Finding the Laurent series of a function at $z=i$

Question

The question asks me to find the Laurent series of $$f(z) = {5z+2e^{3z}\over(z-i)^6}\,\,at\,\,z=i$$I know the following $$e^z=\sum_{n=0}^\infty {z^n\over n!}$$ What I want to know, is if I can do this: $$={1\over (z-i)^6}\sum_{n=0}^\infty ({2(3z)^n\over n!}+5z)$$ $$=\sum_{n=0}^{n=6}(z-i)^{n-6}({2(3z)^n\over n!}+5z)+\sum_{n=7}^{\infty}(z-i)^{n-6}({2(3z)^n\over n!}+5z)$$ This is all I could think of possibly doing and I'm not even sure if it is even something that I can even do, and I don't really know how to continue.
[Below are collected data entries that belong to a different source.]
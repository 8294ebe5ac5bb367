#![cfg(feature = "backend-tract")]

use std::path::Path;

use anyhow::{anyhow, Context, Result};
use tract_onnx::prelude::*;

use crate::detect::backend::DetectorBackend;
use crate::detect::result::{BoxRect, Detection};

/// COCO class names, in YOLO output index order.
pub const COCO_CLASSES: &[&str] = &[
    "person",
    "bicycle",
    "car",
    "motorcycle",
    "airplane",
    "bus",
    "train",
    "truck",
    "boat",
    "traffic light",
    "fire hydrant",
    "stop sign",
    "parking meter",
    "bench",
    "bird",
    "cat",
    "dog",
    "horse",
    "sheep",
    "cow",
    "elephant",
    "bear",
    "zebra",
    "giraffe",
    "backpack",
    "umbrella",
    "handbag",
    "tie",
    "suitcase",
    "frisbee",
    "skis",
    "snowboard",
    "sports ball",
    "kite",
    "baseball bat",
    "baseball glove",
    "skateboard",
    "surfboard",
    "tennis racket",
    "bottle",
    "wine glass",
    "cup",
    "fork",
    "knife",
    "spoon",
    "bowl",
    "banana",
    "apple",
    "sandwich",
    "orange",
    "broccoli",
    "carrot",
    "hot dog",
    "pizza",
    "donut",
    "cake",
    "chair",
    "couch",
    "potted plant",
    "bed",
    "dining table",
    "toilet",
    "tv",
    "laptop",
    "mouse",
    "remote",
    "keyboard",
    "cell phone",
    "microwave",
    "oven",
    "toaster",
    "sink",
    "refrigerator",
    "book",
    "clock",
    "vase",
    "scissors",
    "teddy bear",
    "hair drier",
    "toothbrush",
];

/// Square model input edge for YOLOv8-family exports.
const MODEL_INPUT: u32 = 640;

/// Candidate floor applied before suppression. The configured confidence
/// threshold is applied by `Detector` on top of this.
const CANDIDATE_FLOOR: f32 = 0.25;

const IOU_THRESHOLD: f32 = 0.45;

/// Tract-based backend for ONNX object detection.
///
/// Loads a YOLOv8-style export (output `1 x (4 + classes) x anchors`, boxes
/// as center/size in model pixels), resizes each frame to the model input,
/// and maps surviving boxes back to source-frame coordinates.
pub struct TractBackend {
    model: TypedSimplePlan<TypedModel>,
}

impl TractBackend {
    /// Load an ONNX model from disk and prepare it for inference.
    pub fn new<P: AsRef<Path>>(model_path: P) -> Result<Self> {
        let model_path = model_path.as_ref();
        let model = tract_onnx::onnx()
            .model_for_path(model_path)
            .with_context(|| format!("failed to load ONNX model from {}", model_path.display()))?
            .with_input_fact(
                0,
                InferenceFact::dt_shape(
                    f32::datum_type(),
                    tvec!(1, 3, MODEL_INPUT as usize, MODEL_INPUT as usize),
                ),
            )
            .context("failed to set input fact")?
            .into_optimized()
            .context("failed to optimize ONNX model")?
            .into_runnable()
            .context("failed to build runnable ONNX model")?;

        Ok(Self { model })
    }

    fn build_input(&self, pixels: &[u8], width: u32, height: u32) -> Result<Tensor> {
        let expected = crate::frame::rgb_len(width, height)?;
        if pixels.len() != expected {
            return Err(anyhow!(
                "expected {} RGB bytes, received {}",
                expected,
                pixels.len()
            ));
        }

        let source = image::RgbImage::from_raw(width, height, pixels.to_vec())
            .ok_or_else(|| anyhow!("frame buffer did not match dimensions"))?;
        let resized = image::imageops::resize(
            &source,
            MODEL_INPUT,
            MODEL_INPUT,
            image::imageops::FilterType::Triangle,
        );

        let edge = MODEL_INPUT as usize;
        let input =
            tract_ndarray::Array4::from_shape_fn((1, 3, edge, edge), |(_, channel, y, x)| {
                resized.get_pixel(x as u32, y as u32).0[channel] as f32 / 255.0
            });

        Ok(input.into_tensor())
    }

    fn decode_output(
        &self,
        outputs: TVec<TValue>,
        frame_width: u32,
        frame_height: u32,
    ) -> Result<Vec<Detection>> {
        let output = outputs
            .first()
            .ok_or_else(|| anyhow!("model produced no outputs"))?;
        let view = output
            .to_array_view::<f32>()
            .context("model output tensor was not f32")?;
        let shape = view.shape();
        if shape.len() != 3 || shape[0] != 1 || shape[1] < 5 {
            return Err(anyhow!("unexpected model output shape {:?}", shape));
        }
        let num_classes = shape[1] - 4;
        let num_anchors = shape[2];

        let sx = frame_width as f32 / MODEL_INPUT as f32;
        let sy = frame_height as f32 / MODEL_INPUT as f32;

        let mut candidates = Vec::new();
        for anchor in 0..num_anchors {
            let mut best_class = 0usize;
            let mut best_score = 0f32;
            for class in 0..num_classes {
                let score = view[[0, 4 + class, anchor]];
                if score > best_score {
                    best_score = score;
                    best_class = class;
                }
            }
            if !best_score.is_finite() || best_score < CANDIDATE_FLOOR {
                continue;
            }

            let cx = view[[0, 0, anchor]] * sx;
            let cy = view[[0, 1, anchor]] * sy;
            let w = view[[0, 2, anchor]] * sx;
            let h = view[[0, 3, anchor]] * sy;
            let label = COCO_CLASSES
                .get(best_class)
                .copied()
                .unwrap_or("unknown");

            candidates.push(Detection::new(
                label,
                best_score.min(1.0),
                BoxRect {
                    x: (cx - w / 2.0).round() as i32,
                    y: (cy - h / 2.0).round() as i32,
                    w: w.max(0.0).round() as u32,
                    h: h.max(0.0).round() as u32,
                },
            ));
        }

        Ok(suppress_overlaps(candidates))
    }
}

impl DetectorBackend for TractBackend {
    fn name(&self) -> &'static str {
        "tract"
    }

    fn detect(&mut self, pixels: &[u8], width: u32, height: u32) -> Result<Vec<Detection>> {
        let input = self.build_input(pixels, width, height)?;
        let outputs = self
            .model
            .run(tvec!(input.into()))
            .context("ONNX inference failed")?;
        self.decode_output(outputs, width, height)
    }

    fn warm_up(&mut self) -> Result<()> {
        let blank = vec![0u8; crate::frame::rgb_len(MODEL_INPUT, MODEL_INPUT)?];
        self.detect(&blank, MODEL_INPUT, MODEL_INPUT)?;
        Ok(())
    }
}

/// Greedy per-class suppression of overlapping boxes.
fn suppress_overlaps(mut candidates: Vec<Detection>) -> Vec<Detection> {
    candidates.retain(|d| d.confidence.is_finite());
    candidates.sort_by(|a, b| {
        b.confidence
            .partial_cmp(&a.confidence)
            .unwrap_or(std::cmp::Ordering::Equal)
    });

    let mut kept: Vec<Detection> = Vec::new();
    for candidate in candidates {
        let overlaps = kept.iter().any(|k| {
            k.label == candidate.label && iou(&k.rect, &candidate.rect) > IOU_THRESHOLD
        });
        if !overlaps {
            kept.push(candidate);
        }
    }
    kept
}

fn iou(a: &BoxRect, b: &BoxRect) -> f32 {
    let ax2 = a.x + a.w as i32;
    let ay2 = a.y + a.h as i32;
    let bx2 = b.x + b.w as i32;
    let by2 = b.y + b.h as i32;

    let ix = (ax2.min(bx2) - a.x.max(b.x)).max(0) as f32;
    let iy = (ay2.min(by2) - a.y.max(b.y)).max(0) as f32;
    let intersection = ix * iy;
    let union = (a.w as f32 * a.h as f32) + (b.w as f32 * b.h as f32) - intersection;
    if union <= 0.0 {
        0.0
    } else {
        intersection / union
    }
}

#[cfg(test)]
mod tests {
    use super::*;

    #[test]
    fn suppression_keeps_highest_confidence_per_overlap() {
        let rect = BoxRect {
            x: 10,
            y: 10,
            w: 100,
            h: 100,
        };
        let nearly = BoxRect {
            x: 12,
            y: 12,
            w: 100,
            h: 100,
        };
        let elsewhere = BoxRect {
            x: 400,
            y: 300,
            w: 50,
            h: 50,
        };
        let kept = suppress_overlaps(vec![
            Detection::new("person", 0.6, nearly),
            Detection::new("person", 0.9, rect),
            Detection::new("person", 0.7, elsewhere),
        ]);
        assert_eq!(kept.len(), 2);
        assert_eq!(kept[0].confidence, 0.9);
        assert_eq!(kept[1].confidence, 0.7);
    }

    #[test]
    fn overlapping_boxes_of_different_classes_both_survive() {
        let rect = BoxRect {
            x: 10,
            y: 10,
            w: 100,
            h: 100,
        };
        let kept = suppress_overlaps(vec![
            Detection::new("person", 0.9, rect),
            Detection::new("dog", 0.8, rect),
        ]);
        assert_eq!(kept.len(), 2);
    }

    #[test]
    fn iou_of_disjoint_boxes_is_zero() {
        let a = BoxRect {
            x: 0,
            y: 0,
            w: 10,
            h: 10,
        };
        let b = BoxRect {
            x: 100,
            y: 100,
            w: 10,
            h: 10,
        };
        assert_eq!(iou(&a, &b), 0.0);
    }
}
I also need to find the radius of convergence but I feel once I have the series it will be easy to apply whatever test necessary to acquire it.

Answer 1

Noting $$ 5z+2e^{3z}=5(z-i)+5i+2e^{3i}e^{3(z-i)}==5(z-i)+5i+2e^{3i}\sum_{k=0}^\infty\frac{1}{k!}(z-i)^k $$ one has $$ f(z) = {5z+2e^{3z}\over(z-i)^6}={5i\over(z-i)^6}+{5\over(z-i)^5}+2e^{3i}\sum_{k=0}^\infty\frac{1}{k!}(z-i)^{k-6}.$$

Answer 2

For this kind of problem I recommend changing the variable to push the pole to zero. Here I'd set $w=z-i$. The problem becomes: find the Laurent series of $$g(w)=\frac{5(w+i)+2e^{3w+3i}}{w^6}$$ at $w=0$. The numerator is $$5i+5w+2e^{3i}\left(1+3w+\frac{3^2w^2}{2}+\frac{3^3w^3}{3!}+\cdots\right)$$ etc.